--- EXERCISE INSTRUCTIONS ---
Scan the following data for lines with "SessionError" and state how many there are, as a number only.
################
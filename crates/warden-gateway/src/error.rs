//! Error types for the Warden gateway.

use thiserror::Error;
use warden_config::ConfigError;
use warden_session::SessionError;

/// Gateway-specific errors.
#[derive(Debug, Error)]
pub enum GatewayError {
    /// Configuration error.
    #[error("Configuration error: {message}")]
    Config {
        /// Error message.
        message: String,
    },

    /// The manifest could not be loaded.
    #[error("Manifest error: {0}")]
    Manifest(#[from] ConfigError),

    /// Upstream connection error.
    #[error("Upstream error: {message}")]
    Upstream {
        /// Error message.
        message: String,
    },

    /// No proxy route matches the request URL.
    #[error("No route for {url}")]
    RouteNotFound {
        /// The request URL.
        url: String,
    },

    /// Session token error.
    #[error("Session error: {0}")]
    Session(#[from] SessionError),

    /// OAuth2 provider error.
    #[error("OAuth2 error ({provider}): {message}")]
    OAuth2 {
        /// Provider name.
        provider: String,
        /// Error message.
        message: String,
    },

    /// Server startup error.
    #[error("Server error: {message}")]
    Server {
        /// Error message.
        message: String,
    },

    /// I/O error.
    #[error("I/O error: {0}")]
    Io(#[from] std::io::Error),

    /// HTTP error.
    #[error("HTTP error: {0}")]
    Http(#[from] http::Error),

    /// Internal error.
    #[error("Internal error: {message}")]
    Internal {
        /// Error message.
        message: String,
    },
}

impl GatewayError {
    /// Create a configuration error.
    pub fn config(message: impl Into<String>) -> Self {
        Self::Config {
            message: message.into(),
        }
    }

    /// Create an upstream error.
    pub fn upstream(message: impl Into<String>) -> Self {
        Self::Upstream {
            message: message.into(),
        }
    }

    /// Create a route-not-found error.
    pub fn route_not_found(url: impl Into<String>) -> Self {
        Self::RouteNotFound { url: url.into() }
    }

    /// Create an OAuth2 error.
    pub fn oauth2(provider: impl Into<String>, message: impl Into<String>) -> Self {
        Self::OAuth2 {
            provider: provider.into(),
            message: message.into(),
        }
    }

    /// Create a server error.
    pub fn server(message: impl Into<String>) -> Self {
        Self::Server {
            message: message.into(),
        }
    }

    /// Create an internal error.
    pub fn internal(message: impl Into<String>) -> Self {
        Self::Internal {
            message: message.into(),
        }
    }

    /// Get the HTTP status code for this error.
    #[allow(clippy::match_same_arms)]
    pub fn status_code(&self) -> u16 {
        match self {
            Self::Config { .. } => 500,
            Self::Manifest(_) => 500,
            Self::Upstream { .. } => 502,
            Self::RouteNotFound { .. } => 404,
            Self::Session(e) if e.requires_login() => 401,
            Self::Session(_) => 500,
            Self::OAuth2 { .. } => 502,
            Self::Server { .. } => 500,
            Self::Io(_) => 500,
            Self::Http(_) => 500,
            Self::Internal { .. } => 500,
        }
    }

    /// Get the error category for logs.
    pub fn category(&self) -> &'static str {
        match self {
            Self::Config { .. } => "config",
            Self::Manifest(_) => "manifest",
            Self::Upstream { .. } => "upstream",
            Self::RouteNotFound { .. } => "route",
            Self::Session(_) => "session",
            Self::OAuth2 { .. } => "oauth2",
            Self::Server { .. } => "server",
            Self::Io(_) => "io",
            Self::Http(_) => "http",
            Self::Internal { .. } => "internal",
        }
    }
}

/// Result type for gateway operations.
pub type GatewayResult<T> = Result<T, GatewayError>;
################
--- EXERCISE RESULT ---
2